18婚~ヤンデレな旦那さまに溺愛されています~
「2月と言えばバレンタインよー! さて、みんな推しのためにチョコ作るわよお」
すでに進路が決定している私と小春と伊吹くんは、後輩たちと一緒に小春のおうちに遊びに来ていた。
広いリビングに大きなアイランドキッチン。私たちはそのまわりを囲うように立っている。
作業台の上には製菓子材料とチョコレートだ。
「先輩、本命に作ったほうがいいんじゃないですか?」
という後輩の指摘に小春は呆れ顔で肩をすくめた。
「本当は長門先生に作ってあげたかったんだけど、ほらうちってチョコ禁止じゃない?」
「ですよねー。女子にとって勝負の日なのに」
「バレンタインのない学校なんて冷めちゃいますよねー」
「かなしみー」
みんなが愚痴をこぼしているあいだ、伊吹くんは黙々と湯せんでチョコレートを混ぜていた。

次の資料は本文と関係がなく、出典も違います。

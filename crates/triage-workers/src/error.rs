use thiserror::Error;

/// Errors produced while acquiring or driving worker identities.
#[derive(Debug, Error)]
pub enum WorkerError {
    /// No identity qualifies: all are over quota, unauthorized or failing.
    #[error("no worker identity available")]
    Exhausted,

    #[error("identity {name} is not authorized")]
    Unauthorized { name: String },

    #[error("unknown identity: {name}")]
    UnknownIdentity { name: String },

    #[error("bad credentials file {path}: {reason}")]
    Credentials { path: String, reason: String },

    #[error("bridge error: {0}")]
    Bridge(String),

    #[error("HTTP error: {0}")]
    Http(#[from] reqwest::Error),

    #[error("I/O error: {0}")]
    Io(#[from] std::io::Error),

    #[error(transparent)]
    Store(#[from] triage_store::StoreError),
}

pub type Result<T> = std::result::Result<T, WorkerError>;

うちの学校はバレンタインなどのチョコレートを配りまわるイベントが禁止されている。
学園祭ではあんなに派手なイベントができるのに、なぜなのか不思議だ。
「とりあえずチョコ作ろ! あたし、推しの名前入りにするんだ。いろははダーリンのために作るのよね?」
急に小春に話を振られて、みんなが一斉にこちらへ目を向けた。
「リアルに相手がいるなんてうらやましいですう」
「カレシほしいぃ!」
どう言えばいいかわからず、とりあえず笑っておいた。
伊吹くんはとなりで黙々と作業を続けていた。